Nevertheless at least 45 per cent of Protestants voted No. The propensity to say No is buried deep in the loyalist psyche and it will not easily be dissolved in the crucial weeks leading up to June 25th.

The passion to be seen as British and to remain indissolubly linked with Britain is at the same time accompanied by a centuries-old distrust of British governments. Their forebears were enticed to settle in a province which they had been told was depopulated; finding it seething with resentful, dispossessed natives, they endured attacks and massacres and though they were not slow to reply in kind, again and again they had to look to their own defence; and bitter experience taught them to be vigilant lest for the sake of expediency London might be tempted to compromise with the enemy.

In central Belfast there stands an imposing statue of Rev Dr Henry Cooke, still called the "Black Man" though thanks to clean air legislation the monument now has a pleasing verdigris patina. Cooke brought Presbyterians and Anglicans together to resist the rising tide of Irish nationalism, then represented by O'Connell's demand for repeal of the Union. At a Conservative mass meeting at Hillsborough in 1834 Cooke described repeal as "just a discreet word for Romish ascendancy and Protestant extermination". Cooke was the founder of Ulster unionism and while some reasons for hanging on to the umbilical cord with Britain have since disappeared the gut hostility to rule by representatives of the Catholic majority on the island has remained constant.

In Northern Ireland Britain has on her doorstep a society so deeply divided that it invites comparisons with the Balkans. Like Serbs, Croats and Muslims, northern Catholics and Protestants speak the same language and (though loathe to admit it) have intermarried for generations, but they are separated by religious affiliation and cultural traditions.
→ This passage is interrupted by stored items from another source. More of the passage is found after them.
use crate::account::{Account, AccountKind};
use rust_decimal::Decimal;
use serde::Deserialize;
use std::collections::HashMap;
use std::io::ErrorKind;
use std::path::PathBuf;
use tracing::{info, warn};

/// One line of the backing store:
/// `<number>,<holder>,<Savings|Current>,<balance with 2 decimal digits>`
#[derive(Deserialize, Debug)]
struct RawRecord {
    number: String,
    holder: String,
    kind: String,
    balance: Decimal,
}

impl TryFrom<RawRecord> for Account {
    type Error = &'static str;

    fn try_from(record: RawRecord) -> Result<Self, Self::Error> {
        if record.balance < Decimal::ZERO {
            return Err("negative balance");
        }

        Ok(Account {
            number: record.number,
            holder: record.holder,
            kind: AccountKind::from_label(&record.kind),
            balance: record.balance,
        })
    }
}

/// Flat-file persistence for the full account set. The whole file is
/// rewritten on every save; there is no append path.
pub struct AccountStore {
    path: PathBuf,
}

impl AccountStore {
    pub fn new(path: impl Into<PathBuf>) -> Self {
        Self { path: path.into() }
    }

    /// Reads every record from the backing store. A missing or unopenable
    /// file is the normal first-run state and yields an empty map. Malformed
    /// records (wrong field count, unparseable or negative balance) are
    /// skipped with a warning; the records around them still load.
    pub fn load_all(&self) -> HashMap<String, Account> {
        let mut reader = match csv::ReaderBuilder::new()
            .has_headers(false)
            // field-count errors should surface per record, not abort the file
            .flexible(true)
            .trim(csv::Trim::All)
            .from_path(&self.path)
        {
            Ok(reader) => reader,
            Err(err) => {
                if is_not_found(&err) {
                    info!("no account data at {}, starting fresh", self.path.display());
                } else {
                    warn!("could not open {}: {err}", self.path.display());
                }
                return HashMap::new();
            }
        };

        let mut accounts = HashMap::new();
        for (index, result) in reader.deserialize::<RawRecord>().enumerate() {
            let line = index + 1;
            let record = match result {
                Ok(record) => record,
                Err(err) => {
                    warn!("skipping malformed record on line {line}: {err}");
                    continue;
                }
            };

            match Account::try_from(record) {
                Ok(account) => {
                    accounts.insert(account.number.clone(), account);
                }
                Err(reason) => warn!("skipping malformed record on line {line}: {reason}"),
            }
        }

        accounts
    }

    /// Overwrites the backing store with one record per account, in map
    /// iteration order.
    pub fn save_all(&self, accounts: &HashMap<String, Account>) -> Result<(), csv::Error> {
        let mut writer = csv::Writer::from_path(&self.path)?;

        for account in accounts.values() {
            writer.serialize((
                &account.number,
                &account.holder,
                account.kind.label(),
                format!("{:.2}", account.balance.round_dp(2)),
            ))?;
        }

        writer.flush()?;
        Ok(())
    }
}

fn is_not_found(err: &csv::Error) -> bool {
    matches!(err.kind(), csv::ErrorKind::Io(io) if io.kind() == ErrorKind::NotFound)
}
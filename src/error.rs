use rust_decimal::Decimal;
use thiserror::Error;

#[derive(Debug, Error, PartialEq, Eq)]
pub enum BankError {
    #[error("Amount must be positive.")]
    NonPositiveAmount,

    #[error("Insufficient balance: need {needed}, available {available}")]
    InsufficientBalance { needed: Decimal, available: Decimal },

    #[error("Account not found: {0}")]
    AccountNotFound(String),

    #[error("Account already exists: {0}")]
    DuplicateAccount(String),
}

pub type BankResult<T> = Result<T, BankError>;
use crate::account::{Account, AccountKind};
use crate::error::{BankError, BankResult};
use crate::store::AccountStore;
use rust_decimal::Decimal;
use std::collections::HashMap;
use tracing::warn;

/// In-memory account directory backed by an [`AccountStore`]. The map is
/// loaded once at startup and is the sole source of truth for the run;
/// every successful mutation rewrites the full backing store.
pub struct AccountDirectory {
    store: AccountStore,
    accounts: HashMap<String, Account>,
}

impl AccountDirectory {
    pub fn open(store: AccountStore) -> Self {
        let accounts = store.load_all();
        Self { store, accounts }
    }

    pub fn create_account(
        &mut self,
        number: &str,
        holder: &str,
        kind: AccountKind,
    ) -> BankResult<()> {
        if self.accounts.contains_key(number) {
            return Err(BankError::DuplicateAccount(number.to_string()));
        }

        self.accounts
            .insert(number.to_string(), Account::new(number, holder, kind));
        self.persist();
        Ok(())
    }

    pub fn deposit(&mut self, number: &str, amount: Decimal) -> BankResult<()> {
        self.lookup_mut(number)?.deposit(amount)?;
        self.persist();
        Ok(())
    }

    pub fn withdraw(&mut self, number: &str, amount: Decimal) -> BankResult<()> {
        self.lookup_mut(number)?.withdraw(amount)?;
        self.persist();
        Ok(())
    }

    pub fn balance(&self, number: &str) -> BankResult<&Account> {
        self.accounts
            .get(number)
            .ok_or_else(|| BankError::AccountNotFound(number.to_string()))
    }

    pub fn accounts(&self) -> impl Iterator<Item = &Account> {
        self.accounts.values()
    }

    pub fn is_empty(&self) -> bool {
        self.accounts.is_empty()
    }

    fn lookup_mut(&mut self, number: &str) -> BankResult<&mut Account> {
        self.accounts
            .get_mut(number)
            .ok_or_else(|| BankError::AccountNotFound(number.to_string()))
    }

    // A failed write is reported and the process keeps running; the mutation
    // stays in memory and the next successful save lands it.
    fn persist(&self) {
        if let Err(err) = self.store.save_all(&self.accounts) {
            warn!("failed to save account data: {err}");
        }
    }
}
Ulster Catholics are now completely confident in their cultural identity, sometimes raucously flaunted. Ulster Protestants feel increasingly that their identity is under threat and unacknowledged by the British government. In the agreement, for example, Irish is given a status which some feel should also be accorded to Ulster Scots (Ullans).

For all the flamboyance and braggadocio of Orange marches, northern Protestants have always seen themselves as being on the defensive. It was not until 1871 that Protestants formed a majority in the historic province of Ulster and that only lasted a few decades. Demographers point to sharp falls in the Catholic birth rate, but Protestants see that apart from the tiny Fountain enclave the whole of the left bank of the Foyle has become Catholic, that in Belfast the area marked by fluttering tricolours on the lower Ormeau keeps growing and that what were isolated islands of Catholicism such as Ardoyne have fused to create a green swathe encircling north Belfast. Northern Ireland has the most draconian fair employment legislation in the western world and this is to some Protestants another outward and visible sign of their emasculation. Feeling that they are the ones who are always being asked to make the concessions, Protestants who voted No will have done so to draw a line indicating to the British government that they won't give more.

These are weighty concerns for Trimble to address in the month to come. At least he can do this now from a position of strength. He appeared a statesman to be proud of when he comprehensively routed Robert MacCartney in television debate and, even more so, when - incongruous in suit and tie at a pop concert - he seized the hand of another statesman, John Hume. People then really did want to give peace a chance.

Jonathan Bardon is the author of A History of Ulster published by Blackstaff Press. He is chairman of the Northern Ireland Community Relations Council.